--- Input records Enclosed Below ---
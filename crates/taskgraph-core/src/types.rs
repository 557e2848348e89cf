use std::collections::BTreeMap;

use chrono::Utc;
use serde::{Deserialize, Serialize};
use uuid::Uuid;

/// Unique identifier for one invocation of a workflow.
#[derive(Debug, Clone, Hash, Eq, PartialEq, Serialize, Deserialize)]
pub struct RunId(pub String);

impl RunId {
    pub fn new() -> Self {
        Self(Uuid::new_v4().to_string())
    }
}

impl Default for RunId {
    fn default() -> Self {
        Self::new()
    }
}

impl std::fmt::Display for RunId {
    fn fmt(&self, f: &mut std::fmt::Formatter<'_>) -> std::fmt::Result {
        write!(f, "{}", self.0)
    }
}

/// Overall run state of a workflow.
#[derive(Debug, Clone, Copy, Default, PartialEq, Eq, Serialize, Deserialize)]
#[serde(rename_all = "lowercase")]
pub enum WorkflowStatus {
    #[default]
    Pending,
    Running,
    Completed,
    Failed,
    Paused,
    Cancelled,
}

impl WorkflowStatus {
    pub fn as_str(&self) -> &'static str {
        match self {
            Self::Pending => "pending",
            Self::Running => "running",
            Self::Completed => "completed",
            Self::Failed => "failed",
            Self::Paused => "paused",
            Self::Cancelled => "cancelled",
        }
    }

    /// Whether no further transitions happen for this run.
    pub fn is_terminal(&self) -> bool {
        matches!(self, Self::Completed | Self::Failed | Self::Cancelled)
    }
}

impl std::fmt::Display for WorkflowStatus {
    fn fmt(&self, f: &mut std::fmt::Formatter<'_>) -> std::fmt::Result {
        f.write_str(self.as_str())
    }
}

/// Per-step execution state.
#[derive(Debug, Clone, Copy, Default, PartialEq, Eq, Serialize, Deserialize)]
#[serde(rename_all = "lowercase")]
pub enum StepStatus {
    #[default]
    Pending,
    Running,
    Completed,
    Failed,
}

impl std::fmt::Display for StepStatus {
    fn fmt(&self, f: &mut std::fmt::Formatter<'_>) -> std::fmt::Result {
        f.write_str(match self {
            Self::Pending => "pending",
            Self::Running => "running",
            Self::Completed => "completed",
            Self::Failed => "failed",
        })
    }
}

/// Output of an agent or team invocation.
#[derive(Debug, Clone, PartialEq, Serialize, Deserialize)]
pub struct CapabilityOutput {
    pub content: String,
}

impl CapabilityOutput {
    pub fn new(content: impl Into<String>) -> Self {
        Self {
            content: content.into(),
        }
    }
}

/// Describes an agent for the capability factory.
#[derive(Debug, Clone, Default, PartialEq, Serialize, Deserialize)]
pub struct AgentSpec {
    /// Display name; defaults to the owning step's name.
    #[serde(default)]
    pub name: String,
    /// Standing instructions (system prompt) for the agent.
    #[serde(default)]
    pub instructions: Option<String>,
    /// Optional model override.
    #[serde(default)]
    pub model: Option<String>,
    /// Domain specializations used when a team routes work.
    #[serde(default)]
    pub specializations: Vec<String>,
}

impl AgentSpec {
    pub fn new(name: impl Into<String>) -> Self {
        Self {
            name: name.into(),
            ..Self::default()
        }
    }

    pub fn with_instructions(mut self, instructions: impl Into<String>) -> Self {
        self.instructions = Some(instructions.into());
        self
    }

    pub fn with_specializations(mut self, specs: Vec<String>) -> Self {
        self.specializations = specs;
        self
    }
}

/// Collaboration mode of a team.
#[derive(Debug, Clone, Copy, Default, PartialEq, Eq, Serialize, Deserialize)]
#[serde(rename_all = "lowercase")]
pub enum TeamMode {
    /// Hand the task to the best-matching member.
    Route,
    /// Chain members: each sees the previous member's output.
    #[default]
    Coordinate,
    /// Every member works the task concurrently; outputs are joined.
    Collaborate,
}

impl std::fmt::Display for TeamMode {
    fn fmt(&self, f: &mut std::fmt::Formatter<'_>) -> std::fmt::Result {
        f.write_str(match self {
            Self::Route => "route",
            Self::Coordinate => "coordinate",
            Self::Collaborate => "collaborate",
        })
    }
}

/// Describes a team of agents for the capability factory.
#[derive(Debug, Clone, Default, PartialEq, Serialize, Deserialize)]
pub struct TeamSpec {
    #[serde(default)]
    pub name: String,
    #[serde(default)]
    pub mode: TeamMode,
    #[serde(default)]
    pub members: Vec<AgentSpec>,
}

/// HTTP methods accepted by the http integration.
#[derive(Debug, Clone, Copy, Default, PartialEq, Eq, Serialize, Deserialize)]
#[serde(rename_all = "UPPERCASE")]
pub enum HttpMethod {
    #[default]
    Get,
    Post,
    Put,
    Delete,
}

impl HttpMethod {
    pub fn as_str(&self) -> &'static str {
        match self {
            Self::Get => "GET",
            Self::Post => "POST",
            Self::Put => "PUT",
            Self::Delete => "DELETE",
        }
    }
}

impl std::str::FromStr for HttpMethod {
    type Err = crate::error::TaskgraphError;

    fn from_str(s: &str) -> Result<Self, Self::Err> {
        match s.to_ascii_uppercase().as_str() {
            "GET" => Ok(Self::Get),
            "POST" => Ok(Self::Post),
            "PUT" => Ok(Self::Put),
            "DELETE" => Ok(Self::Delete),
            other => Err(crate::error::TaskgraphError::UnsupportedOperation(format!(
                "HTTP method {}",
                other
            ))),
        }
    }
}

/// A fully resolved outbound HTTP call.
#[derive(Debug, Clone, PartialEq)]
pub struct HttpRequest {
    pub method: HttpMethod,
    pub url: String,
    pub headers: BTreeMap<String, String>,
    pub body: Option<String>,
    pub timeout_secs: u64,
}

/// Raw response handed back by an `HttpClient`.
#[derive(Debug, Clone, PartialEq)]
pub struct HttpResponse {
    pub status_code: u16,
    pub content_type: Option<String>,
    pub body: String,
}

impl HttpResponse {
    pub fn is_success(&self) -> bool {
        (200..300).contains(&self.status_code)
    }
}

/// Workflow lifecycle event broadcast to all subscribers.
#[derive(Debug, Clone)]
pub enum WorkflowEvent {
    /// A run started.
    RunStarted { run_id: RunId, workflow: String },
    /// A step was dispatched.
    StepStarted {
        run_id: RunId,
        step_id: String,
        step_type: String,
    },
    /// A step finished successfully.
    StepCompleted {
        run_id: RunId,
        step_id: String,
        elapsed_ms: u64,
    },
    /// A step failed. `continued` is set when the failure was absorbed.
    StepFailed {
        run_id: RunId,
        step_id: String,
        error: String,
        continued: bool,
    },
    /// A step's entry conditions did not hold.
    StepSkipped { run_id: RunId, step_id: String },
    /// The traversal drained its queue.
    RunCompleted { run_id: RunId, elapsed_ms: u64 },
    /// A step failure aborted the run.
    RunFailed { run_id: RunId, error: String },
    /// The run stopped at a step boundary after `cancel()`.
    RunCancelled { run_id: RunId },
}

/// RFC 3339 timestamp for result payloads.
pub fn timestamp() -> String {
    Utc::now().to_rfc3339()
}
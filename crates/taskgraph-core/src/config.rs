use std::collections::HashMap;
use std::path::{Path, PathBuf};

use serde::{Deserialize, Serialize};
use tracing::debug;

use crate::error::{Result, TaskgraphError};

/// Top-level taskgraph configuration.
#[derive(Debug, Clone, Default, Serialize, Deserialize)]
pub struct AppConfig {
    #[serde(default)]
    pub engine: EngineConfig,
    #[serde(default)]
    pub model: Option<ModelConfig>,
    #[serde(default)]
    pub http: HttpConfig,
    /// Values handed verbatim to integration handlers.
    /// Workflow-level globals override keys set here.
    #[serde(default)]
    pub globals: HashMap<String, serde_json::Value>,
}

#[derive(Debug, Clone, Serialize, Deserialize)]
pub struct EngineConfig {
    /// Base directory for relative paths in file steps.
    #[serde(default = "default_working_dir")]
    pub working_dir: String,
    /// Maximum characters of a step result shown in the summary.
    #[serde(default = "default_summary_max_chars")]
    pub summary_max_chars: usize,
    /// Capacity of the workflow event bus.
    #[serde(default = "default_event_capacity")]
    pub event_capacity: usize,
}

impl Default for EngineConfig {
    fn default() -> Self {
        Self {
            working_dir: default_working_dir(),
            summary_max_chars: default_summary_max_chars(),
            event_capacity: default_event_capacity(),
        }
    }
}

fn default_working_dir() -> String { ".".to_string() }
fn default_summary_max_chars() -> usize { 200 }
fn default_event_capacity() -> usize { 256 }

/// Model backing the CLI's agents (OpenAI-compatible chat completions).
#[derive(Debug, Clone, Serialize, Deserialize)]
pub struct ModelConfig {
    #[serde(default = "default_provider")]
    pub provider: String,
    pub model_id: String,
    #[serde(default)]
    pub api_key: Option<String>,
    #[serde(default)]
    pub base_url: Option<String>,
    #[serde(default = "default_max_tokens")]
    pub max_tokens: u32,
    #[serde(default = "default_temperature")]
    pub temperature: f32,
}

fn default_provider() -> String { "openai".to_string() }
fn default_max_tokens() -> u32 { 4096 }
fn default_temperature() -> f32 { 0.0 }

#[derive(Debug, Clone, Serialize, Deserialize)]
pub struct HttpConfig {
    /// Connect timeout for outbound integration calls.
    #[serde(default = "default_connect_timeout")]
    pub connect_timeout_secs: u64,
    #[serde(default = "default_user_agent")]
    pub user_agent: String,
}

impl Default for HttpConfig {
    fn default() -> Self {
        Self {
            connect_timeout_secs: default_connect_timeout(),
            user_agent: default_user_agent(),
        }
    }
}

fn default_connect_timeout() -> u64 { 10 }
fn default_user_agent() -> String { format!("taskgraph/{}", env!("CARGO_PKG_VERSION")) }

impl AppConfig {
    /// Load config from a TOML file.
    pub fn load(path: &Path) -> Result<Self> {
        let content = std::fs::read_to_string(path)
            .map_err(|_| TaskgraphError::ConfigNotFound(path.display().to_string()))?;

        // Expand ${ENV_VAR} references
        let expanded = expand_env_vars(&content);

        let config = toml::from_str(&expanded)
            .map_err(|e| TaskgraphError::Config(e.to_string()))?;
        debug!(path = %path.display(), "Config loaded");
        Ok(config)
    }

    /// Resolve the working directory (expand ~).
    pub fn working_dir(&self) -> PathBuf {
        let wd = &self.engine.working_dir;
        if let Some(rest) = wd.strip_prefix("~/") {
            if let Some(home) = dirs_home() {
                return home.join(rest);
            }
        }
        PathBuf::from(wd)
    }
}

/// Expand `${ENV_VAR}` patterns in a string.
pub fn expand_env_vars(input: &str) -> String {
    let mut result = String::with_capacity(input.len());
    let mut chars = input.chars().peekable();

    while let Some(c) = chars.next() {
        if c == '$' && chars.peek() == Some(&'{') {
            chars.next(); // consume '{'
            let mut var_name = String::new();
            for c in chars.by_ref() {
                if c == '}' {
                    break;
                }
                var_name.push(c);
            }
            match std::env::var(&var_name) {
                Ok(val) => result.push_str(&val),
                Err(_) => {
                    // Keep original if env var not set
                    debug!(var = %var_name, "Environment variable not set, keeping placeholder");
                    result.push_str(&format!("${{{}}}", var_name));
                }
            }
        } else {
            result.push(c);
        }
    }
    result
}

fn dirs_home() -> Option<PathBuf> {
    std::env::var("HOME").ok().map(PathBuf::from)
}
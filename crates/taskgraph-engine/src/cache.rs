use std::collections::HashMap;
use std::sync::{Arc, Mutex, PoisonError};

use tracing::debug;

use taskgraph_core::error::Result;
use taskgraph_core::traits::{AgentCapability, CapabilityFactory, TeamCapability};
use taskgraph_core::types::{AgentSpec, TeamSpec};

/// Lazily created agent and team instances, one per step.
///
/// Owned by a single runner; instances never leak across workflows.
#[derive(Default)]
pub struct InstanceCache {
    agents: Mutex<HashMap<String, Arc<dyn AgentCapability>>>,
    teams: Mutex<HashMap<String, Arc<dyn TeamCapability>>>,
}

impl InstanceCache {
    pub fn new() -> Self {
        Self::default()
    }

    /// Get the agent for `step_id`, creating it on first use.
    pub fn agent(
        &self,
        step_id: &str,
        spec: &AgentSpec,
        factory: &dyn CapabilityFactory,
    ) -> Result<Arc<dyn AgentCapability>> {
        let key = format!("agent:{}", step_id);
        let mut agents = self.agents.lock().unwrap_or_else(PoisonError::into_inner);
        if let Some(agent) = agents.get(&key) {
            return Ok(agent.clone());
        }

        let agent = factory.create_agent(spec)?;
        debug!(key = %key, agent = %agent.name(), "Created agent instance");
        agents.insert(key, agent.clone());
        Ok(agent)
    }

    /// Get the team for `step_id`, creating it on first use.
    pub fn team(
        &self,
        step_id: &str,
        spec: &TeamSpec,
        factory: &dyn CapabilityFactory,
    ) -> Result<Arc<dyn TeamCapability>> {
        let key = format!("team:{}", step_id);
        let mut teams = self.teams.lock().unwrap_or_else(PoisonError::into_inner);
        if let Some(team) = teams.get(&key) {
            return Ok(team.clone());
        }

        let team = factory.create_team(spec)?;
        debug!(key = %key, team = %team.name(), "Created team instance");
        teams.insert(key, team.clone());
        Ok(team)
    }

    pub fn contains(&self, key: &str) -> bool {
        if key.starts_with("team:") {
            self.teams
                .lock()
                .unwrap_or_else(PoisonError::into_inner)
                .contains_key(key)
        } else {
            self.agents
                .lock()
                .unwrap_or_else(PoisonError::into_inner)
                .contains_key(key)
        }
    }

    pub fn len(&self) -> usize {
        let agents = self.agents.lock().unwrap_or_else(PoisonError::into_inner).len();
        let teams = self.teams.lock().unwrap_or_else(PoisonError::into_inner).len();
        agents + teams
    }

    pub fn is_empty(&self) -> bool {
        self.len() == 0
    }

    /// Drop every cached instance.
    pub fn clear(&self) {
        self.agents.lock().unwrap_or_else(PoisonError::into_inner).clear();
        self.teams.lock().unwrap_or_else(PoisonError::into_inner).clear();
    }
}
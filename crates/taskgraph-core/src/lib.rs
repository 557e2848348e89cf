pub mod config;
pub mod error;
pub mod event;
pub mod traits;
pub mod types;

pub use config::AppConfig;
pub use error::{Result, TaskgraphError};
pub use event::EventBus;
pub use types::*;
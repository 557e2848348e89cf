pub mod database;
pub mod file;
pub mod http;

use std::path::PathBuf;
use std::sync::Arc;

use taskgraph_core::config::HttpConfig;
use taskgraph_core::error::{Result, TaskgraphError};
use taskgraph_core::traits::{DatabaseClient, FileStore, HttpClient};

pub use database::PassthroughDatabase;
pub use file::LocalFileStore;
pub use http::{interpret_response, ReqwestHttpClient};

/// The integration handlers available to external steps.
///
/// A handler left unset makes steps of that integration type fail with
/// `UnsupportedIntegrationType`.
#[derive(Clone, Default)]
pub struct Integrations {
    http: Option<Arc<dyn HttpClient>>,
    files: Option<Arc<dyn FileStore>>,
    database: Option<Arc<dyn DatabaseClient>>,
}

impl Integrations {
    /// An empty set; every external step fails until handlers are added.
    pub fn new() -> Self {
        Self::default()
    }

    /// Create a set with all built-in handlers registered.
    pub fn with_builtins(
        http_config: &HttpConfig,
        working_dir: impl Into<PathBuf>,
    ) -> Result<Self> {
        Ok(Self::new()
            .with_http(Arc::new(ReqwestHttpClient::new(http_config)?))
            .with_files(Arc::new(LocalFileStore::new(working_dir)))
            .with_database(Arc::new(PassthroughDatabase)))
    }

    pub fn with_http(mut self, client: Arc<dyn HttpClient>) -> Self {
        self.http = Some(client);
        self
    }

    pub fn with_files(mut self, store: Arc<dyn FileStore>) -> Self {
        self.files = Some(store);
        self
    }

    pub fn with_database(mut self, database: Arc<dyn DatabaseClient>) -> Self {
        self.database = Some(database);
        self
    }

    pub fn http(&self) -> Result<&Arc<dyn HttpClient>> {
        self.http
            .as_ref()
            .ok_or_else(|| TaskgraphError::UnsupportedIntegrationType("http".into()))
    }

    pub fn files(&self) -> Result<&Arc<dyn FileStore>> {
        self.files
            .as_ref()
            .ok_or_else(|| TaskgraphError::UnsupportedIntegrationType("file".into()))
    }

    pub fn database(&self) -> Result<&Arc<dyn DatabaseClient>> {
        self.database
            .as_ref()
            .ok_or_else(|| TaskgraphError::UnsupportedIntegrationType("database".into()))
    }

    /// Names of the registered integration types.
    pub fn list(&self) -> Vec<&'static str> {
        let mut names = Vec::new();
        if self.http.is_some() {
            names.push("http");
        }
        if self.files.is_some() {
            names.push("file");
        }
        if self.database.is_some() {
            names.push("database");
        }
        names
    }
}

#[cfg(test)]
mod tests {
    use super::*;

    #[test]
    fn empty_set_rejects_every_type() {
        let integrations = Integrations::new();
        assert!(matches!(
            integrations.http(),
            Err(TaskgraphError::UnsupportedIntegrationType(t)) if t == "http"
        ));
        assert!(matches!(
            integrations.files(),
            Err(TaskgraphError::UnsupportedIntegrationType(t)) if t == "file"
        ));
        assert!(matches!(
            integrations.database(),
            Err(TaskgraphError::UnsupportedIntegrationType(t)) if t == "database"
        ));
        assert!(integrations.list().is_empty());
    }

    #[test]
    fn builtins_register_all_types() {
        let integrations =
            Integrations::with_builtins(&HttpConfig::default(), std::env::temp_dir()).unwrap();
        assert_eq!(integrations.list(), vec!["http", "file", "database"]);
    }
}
--- End of Enclosed Input records ---
With the first line being the one containing "RunId, step_id: String" and the last line the one containing "RunId, error: String", transcribe exactly the lines above that fall in that range.

- [Exercise output]
    StepSkipped { run_id: RunId, step_id: String },
    /// The traversal drained its queue.
    RunCompleted { run_id: RunId, elapsed_ms: u64 },
    /// A step failure aborted the run.
    RunFailed { run_id: RunId, error: String },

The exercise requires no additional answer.